Le gaslight est une forme de manipulation mentale vouée à faire perdre le sens des réalités et à semer la confusion chez la cible. C’est une stratégie souvent mise en place par les personnes manipulatrices en relation, amicale, amoureuse, parfois professionnelle. Par exemple, un jour je te croise dans la rue et je t’insulte. Le lendemain, on se recroise et je fais comme si de rien n’était, fondamentalement surprise et outrée de ta réaction de repli ou de rejet. Moi ? Gueuler dans la rue ? T’es sérieux-se ? Jamais j’élève la voix, tu le sais bien, je déteste crier, pourquoi je nous aurais collé l’affiche comme ça dans la rue ? Tu sais bien que je ne suis pas comme ça.

Et là, tu doutes, peut-être. Il suffit de répéter l’opération pour que la désorientation soit totale.

Une fois la stratégie appliquée, CHAQUE soubresaut de rebellion ou de colère fait l’objet d’indignation. Enfin, ça suffit avec tes insinuations, jamais je crie, je te l’ai dit mille fois.

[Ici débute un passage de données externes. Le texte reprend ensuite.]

#[bon::bon]
impl<B> CustodyService<B>
where
    B: StorageBackend,
{
    /// Assembles a service.
    ///
    /// The audit logger defaults to [`TracingAuditLogger`].
    #[builder]
    pub fn new(
        backend: Arc<B>,
        tokens: Arc<LocationTokenService>,
        #[builder(default)] retry: RetryConfig,
        #[builder(default)] cas_retry: CasRetryConfig,
        audit: Option<Arc<dyn AuditLogger>>,
    ) -> Self {
        let directory = AssetDirectory::new(
            Arc::clone(&backend),
            tokens.locations().clone(),
            retry.clone(),
            cas_retry.clone(),
        );
        let ledger = CustodyLedger::new(Arc::clone(&backend), retry.clone(), cas_retry);
        Self {
            backend,
            tokens,
            directory,
            ledger,
            retry,
            audit: audit.unwrap_or_else(|| Arc::new(TracingAuditLogger)),
        }
    }

    /// Assembles a service from configuration.
    ///
    /// # Errors
    ///
    /// Returns [`ConfigError::Token`] if the token section does not validate.
    pub fn from_config(backend: Arc<B>, config: &CustodyConfig) -> std::result::Result<Self, ConfigError> {
        let tokens = LocationTokenService::new(&config.token)?;
        Ok(Self::builder()
            .backend(backend)
            .tokens(Arc::new(tokens))
            .retry(config.retry.clone())
            .cas_retry(config.cas_retry.clone())
            .build())
    }

    /// The asset directory.
    #[must_use]
    pub fn directory(&self) -> &AssetDirectory<B> {
        &self.directory
    }

    // -----------------------------------------------------------------------
    // Custody
    // -----------------------------------------------------------------------

    /// Checks an asset out to `actor` on presentation of its location's code.
    ///
    /// # Errors
    ///
    /// See the [module documentation](self) for the check order.
    /// [`CustodyError::StoreUnavailable`] is returned if the store fails, in
    /// which case nothing was written.
    #[tracing::instrument(skip(self, token, actor), fields(user_id = %actor.user_id()))]
    pub async fn checkout(&self, asset_id: AssetId, token: &str, actor: &Actor) -> Result<Asset> {
        self.custody_transition(CustodyAction::CheckOut, asset_id, token, actor).await
    }

    /// Checks an asset back in on presentation of its location's code.
    ///
    /// Any authenticated user may return a key; the ledger records who did.
    ///
    /// # Errors
    ///
    /// See [`checkout`](Self::checkout).
    #[tracing::instrument(skip(self, token, actor), fields(user_id = %actor.user_id()))]
    pub async fn checkin(&self, asset_id: AssetId, token: &str, actor: &Actor) -> Result<Asset> {
        self.custody_transition(CustodyAction::CheckIn, asset_id, token, actor).await
    }

    /// Verifies a scanned code and returns the location it was minted for.
    ///
    /// Verifying does not use up a single-use code; only a committed
    /// checkout or check-in does.
    ///
    /// # Errors
    ///
    /// Returns [`CustodyError::InvalidToken`] for any verification failure.
    /// The specific reason is logged.
    pub async fn verify_token(&self, token: &str) -> Result<Location> {
        let scan = self.verify(token).await?;
        self.tokens.release_scan(&scan).await;
        Ok(scan.location)
    }

    /// Ledger entries of an asset, most recent first.
    ///
    /// # Errors
    ///
    /// Returns [`CustodyError::NotFound`] if the asset does not exist.
    pub async fn ledger(&self, asset_id: AssetId) -> Result<Vec<LedgerEntry>> {
        self.directory.get(asset_id).await?;
        self.ledger.entries(asset_id).await
    }

    async fn custody_transition(
        &self,
        action: CustodyAction,
        asset_id: AssetId,
        token: &str,
        actor: &Actor,
    ) -> Result<Asset> {
        // The nonce is held for the duration of the transition and only kept
        // once the transition commits.
        let outcome = match self.verify(token).await {
            Ok(scan) => match self.apply(action, asset_id, &scan, actor).await {
                Ok(asset) => Ok((asset, scan)),
                Err(err) => {
                    self.tokens.release_scan(&scan).await;
                    Err(err)
                },
            },
            Err(err) => Err(err),
        };

        let audit_action = match action {
            CustodyAction::CheckOut => AuditAction::CheckOut,
            CustodyAction::CheckIn => AuditAction::CheckIn,
        };
        let mut metadata = BTreeMap::new();
        if let Ok((_, scan)) = &outcome {
            metadata.insert("location".to_owned(), scan.location.to_string());
        }
        if let Err(CustodyError::LocationMismatch { scanned, home }) = &outcome {
            metadata.insert("location".to_owned(), scanned.to_string());
            metadata.insert("home_location".to_owned(), home.to_string());
        }
        self.record(actor, audit_action, asset_resource(asset_id), &outcome, metadata).await;

        let (asset, scan) = outcome?;
        tracing::info!(
            asset_id = %asset_id,
            action = %action,
            location = %scan.location,
            revision = asset.revision,
            "custody transition committed"
        );
        Ok(asset)
    }

    async fn verify(&self, token: &str) -> Result<VerifiedScan> {
        self.tokens.verify_scan(token).await.map_err(|err| {
            tracing::warn!(error = %err, "location code rejected");
            CustodyError::InvalidToken
        })
    }

    async fn apply(
        &self,
        action: CustodyAction,
        asset_id: AssetId,
        scan: &VerifiedScan,
        actor: &Actor,
    ) -> Result<Asset> {
        self.directory
            .retry_on_conflict(|| async move {
                let snapshot = self
                    .directory
                    .load_snapshot(asset_id)
                    .await?
                    .ok_or(CustodyError::NotFound { id: asset_id })?;
                let current = snapshot.asset();

                if scan.location != current.home_location {
                    return Err(CustodyError::LocationMismatch {
                        scanned: scan.location.clone(),
                        home: current.home_location.clone(),
                    });
                }

                let now = Utc::now();
                let updated = current.transition(action, actor, now)?;
                let entry = LedgerEntry {
                    id: self.ledger.allocate_id().await?,
                    asset_id,
                    borrower: actor.clone(),
                    location: scan.location.clone(),
                    action,
                    timestamp: now,
                    revision: updated.revision,
                };

                let mut txn = self.backend.transaction().await?;
                self.directory.stage_save(txn.as_mut(), &snapshot, &updated)?;
                self.ledger.stage_append(txn.as_mut(), &entry)?;

                fail_point!("custody-before-commit", |_| {
                    Err(StorageError::connection("injected custody commit failure").into())
                });
                txn.commit().await?;
                Ok(updated)
            })
            .await
    }

    // -----------------------------------------------------------------------
    // Location codes
    // -----------------------------------------------------------------------

    /// Mints a code for `location` and records when it was issued.
    ///
    /// # Errors
    ///
    /// - [`CustodyError::Forbidden`] unless `caller` is an administrator
    /// - [`CustodyError::InvalidRequest`] for an unknown location
    /// - [`CustodyError::StoreUnavailable`] if the mint time cannot be recorded
    #[tracing::instrument(skip(self, caller), fields(user_id = %caller.user_id()))]
    pub async fn mint_token(&self, location: &str, caller: &Actor) -> Result<MintedToken> {
        let outcome = self.mint_and_record(location, caller).await;
        let resource = match &outcome {
            Ok(minted) => location_resource(minted.location.as_str()),
            Err(_) => location_resource(location),
        };
        self.record(caller, AuditAction::MintToken, resource, &outcome, BTreeMap::new()).await;
        outcome
    }

    async fn mint_and_record(&self, location: &str, caller: &Actor) -> Result<MintedToken> {
        require_admin(caller, "mint_token")?;
        let minted = self.tokens.mint(location)?;

        let record = MintRecord { location: minted.location.clone(), last_minted_at: minted.issued_at };
        let key = keys::mint_key(minted.location.as_str());
        let value = serde_json::to_vec(&record).map_err(StorageError::from)?;
        let backend = &self.backend;
        with_retry(&self.retry, "record_mint", || backend.set(key.clone(), value.clone())).await?;

        Ok(minted)
    }

    /// Every recognized location with the time its code was last minted.
    ///
    /// # Errors
    ///
    /// - [`CustodyError::Forbidden`] unless `caller` is an administrator
    /// - [`CustodyError::StoreUnavailable`] on store failure
    pub async fn location_codes(&self, caller: &Actor) -> Result<Vec<LocationCode>> {
        require_admin(caller, "location_codes")?;

        let backend = &self.backend;
        let mut codes = Vec::with_capacity(self.tokens.locations().len());
        for location in self.tokens.locations().iter() {
            let key = keys::mint_key(location.as_str());
            let stored = with_retry(&self.retry, "load_mint", || backend.get(&key)).await?;
            let last_minted_at = match stored {
                Some(raw) => {
                    let record: MintRecord = serde_json::from_slice(&raw).map_err(StorageError::from)?;
                    Some(record.last_minted_at)
                },
                None => None,
            };
            codes.push(LocationCode { location: location.clone(), last_minted_at });
        }
        Ok(codes)
    }

    // -----------------------------------------------------------------------
    // Directory
    // -----------------------------------------------------------------------

    /// Gets an asset.
    ///
    /// # Errors
    ///
    /// Returns [`CustodyError::NotFound`] if it does not exist.
    pub async fn get_asset(&self, id: AssetId) -> Result<Asset> {
        self.directory.get(id).await
    }

    /// Every asset, ordered by id.
    ///
    /// # Errors
    ///
    /// Returns [`CustodyError::StoreUnavailable`] on store failure.
    pub async fn list_assets(&self) -> Result<Vec<Asset>> {
        self.directory.list().await
    }

    /// Assets homed at `location`. Unknown locations have none.
    ///
    /// # Errors
    ///
    /// Returns [`CustodyError::StoreUnavailable`] on store failure.
    pub async fn list_assets_by_location(&self, location: &str) -> Result<Vec<Asset>> {
        self.directory.list_by_location(location).await
    }

    /// Every location in configured order, with its assets.
    ///
    /// # Errors
    ///
    /// Returns [`CustodyError::StoreUnavailable`] on store failure.
    pub async fn list_assets_grouped(&self) -> Result<Vec<(Location, Vec<Asset>)>> {
        self.directory.list_grouped().await
    }

    /// Registers a key. Administrators only.
    ///
    /// # Errors
    ///
    /// - [`CustodyError::Forbidden`] unless `caller` is an administrator
    /// - See [`AssetDirectory::create`]
    #[tracing::instrument(skip(self, caller), fields(user_id = %caller.user_id()))]
    pub async fn create_asset(&self, caller: &Actor, name: &str, home_location: &str) -> Result<Asset> {
        let outcome = match require_admin(caller, "create_asset") {
            Ok(()) => self.directory.create(name, home_location).await,
            Err(err) => Err(err),
        };
        let resource = match &outcome {
            Ok(asset) => asset_resource(asset.id),
            Err(_) => asset_resource("new"),
        };
        self.record(caller, AuditAction::CreateAsset, resource, &outcome, BTreeMap::new()).await;
        outcome
    }

    /// Renames or rehomes a key. Administrators only.
    ///
    /// # Errors
    ///
    /// - [`CustodyError::Forbidden`] unless `caller` is an administrator
    /// - See [`AssetDirectory::update`]
    #[tracing::instrument(skip(self, caller), fields(user_id = %caller.user_id()))]
    pub async fn update_asset(&self, caller: &Actor, id: AssetId, update: &AssetUpdate) -> Result<Asset> {
        let outcome = match require_admin(caller, "update_asset") {
            Ok(()) => self.directory.update(id, update).await,
            Err(err) => Err(err),
        };
        self.record(caller, AuditAction::UpdateAsset, asset_resource(id), &outcome, BTreeMap::new()).await;
        outcome
    }

    /// Deletes a key and its ledger. Administrators only.
    ///
    /// # Errors
    ///
    /// - [`CustodyError::Forbidden`] unless `caller` is an administrator
    /// - See [`AssetDirectory::delete`]
    #[tracing::instrument(skip(self, caller), fields(user_id = %caller.user_id()))]
    pub async fn delete_asset(&self, caller: &Actor, id: AssetId) -> Result<Asset> {
        let outcome = match require_admin(caller, "delete_asset") {
            Ok(()) => self.directory.delete(id, &self.ledger).await,
            Err(err) => Err(err),
        };
        self.record(caller, AuditAction::DeleteAsset, asset_resource(id), &outcome, BTreeMap::new()).await;
        outcome
    }

    async fn record<T>(
        &self,
        actor: &Actor,
        action: AuditAction,
        resource: String,
        outcome: &Result<T>,
        metadata: BTreeMap<String, String>,
    ) {
        let result = match outcome {
            Ok(_) => AuditResult::Success,
            Err(err) => AuditResult::Failure(err.kind().to_string()),
        };
        let event = AuditEvent::builder()
            .actor(actor_identity(actor))
            .action(action)
            .resource(resource)
            .result(result)
            .metadata(metadata)
            .build();
        self.audit.log(&event).await;
    }
}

Ici, le schéma est de type :

  • Il y a un problème social à adresser.
  • Le gouvernement prend le parti des 1%.
  • Le gouvernement refuse de taxer les super-profits ou de réguler les salaires hallucinants des PDG.
  • Les gens qui, eux, n’ont pas de compte aux Îles Caïman, sont révoltés de cette injustice.
  • Iels se révoltent.
  • Iels sont réprimé-es par des forces de l’ordre en roue libre avec une belle immunité.
  • Si l’un-e meurt ou est blessé-e sérieusement, fallait pas manifester.
  • C’est pas la faute de la personne qui a tiré sa roquette, là, non, c’est la victime qui aurait mieux fait de rester chez elle.
  • Et puis brûler un abribus, sans rire, ça mérite au moins la mort.
  • En plus, ça désincite les gens à venir manifester.
  • Le gouvernement fait une nouvelle annonce totalement hors sol et insultante pour les gens.
  • On fait quoi, maintenant ?
  • Marre.

On tente de protester, d’envoyer des pétitions, de faire les choses de manière pacifique, mais ils s’en foutent royalement. C’est eux qui ont les flics et l’armée, qui ne sont pas connus pour leur gauchisme acharné ou leur tendresse amicale, qu’est-ce que tu veux faire ? Tu vas aller en manif, tu vas te faire gazer et rien ne va changer.

Pas une manif n’a efficacement portée en presque 30 ans.

Mieux : on interdit les manifs antiraciste, des manifs de soutien à la Palestine, car c’est considéré comme…je ne sais pas. Je regarde mes notes. « Apologie du terrorisme », certainement. C’est clair que comme on est pas du tout un pays marqué par le terrorisme (hum hum), c’est un truc qu’on ne connaît ni ne comprend.

 

Le terrorisme est utile

Je ne dis évidemment pas ça dans le sens « youpi faisons nous sauter ça sera fun ». Absolument pas. Ce que je dis, c’est que la menace terroriste a donné énormément de pouvoir à nos gouvernements successifs. Depuis l’attentat de St Michel en 1995, Vigipirate est partout, les mecs ont enlevé ou remplacé les poubelles et se baladent en fusil d’assaut dans les transports, c’est un peu tout ce que j’ai retenu.

Moi, voir un homme armé, en treillis, dans les couloirs du RER, ça me tétanise. J’ai mis des années à cesser de me figer de peur en voyant passer nos Playmobil.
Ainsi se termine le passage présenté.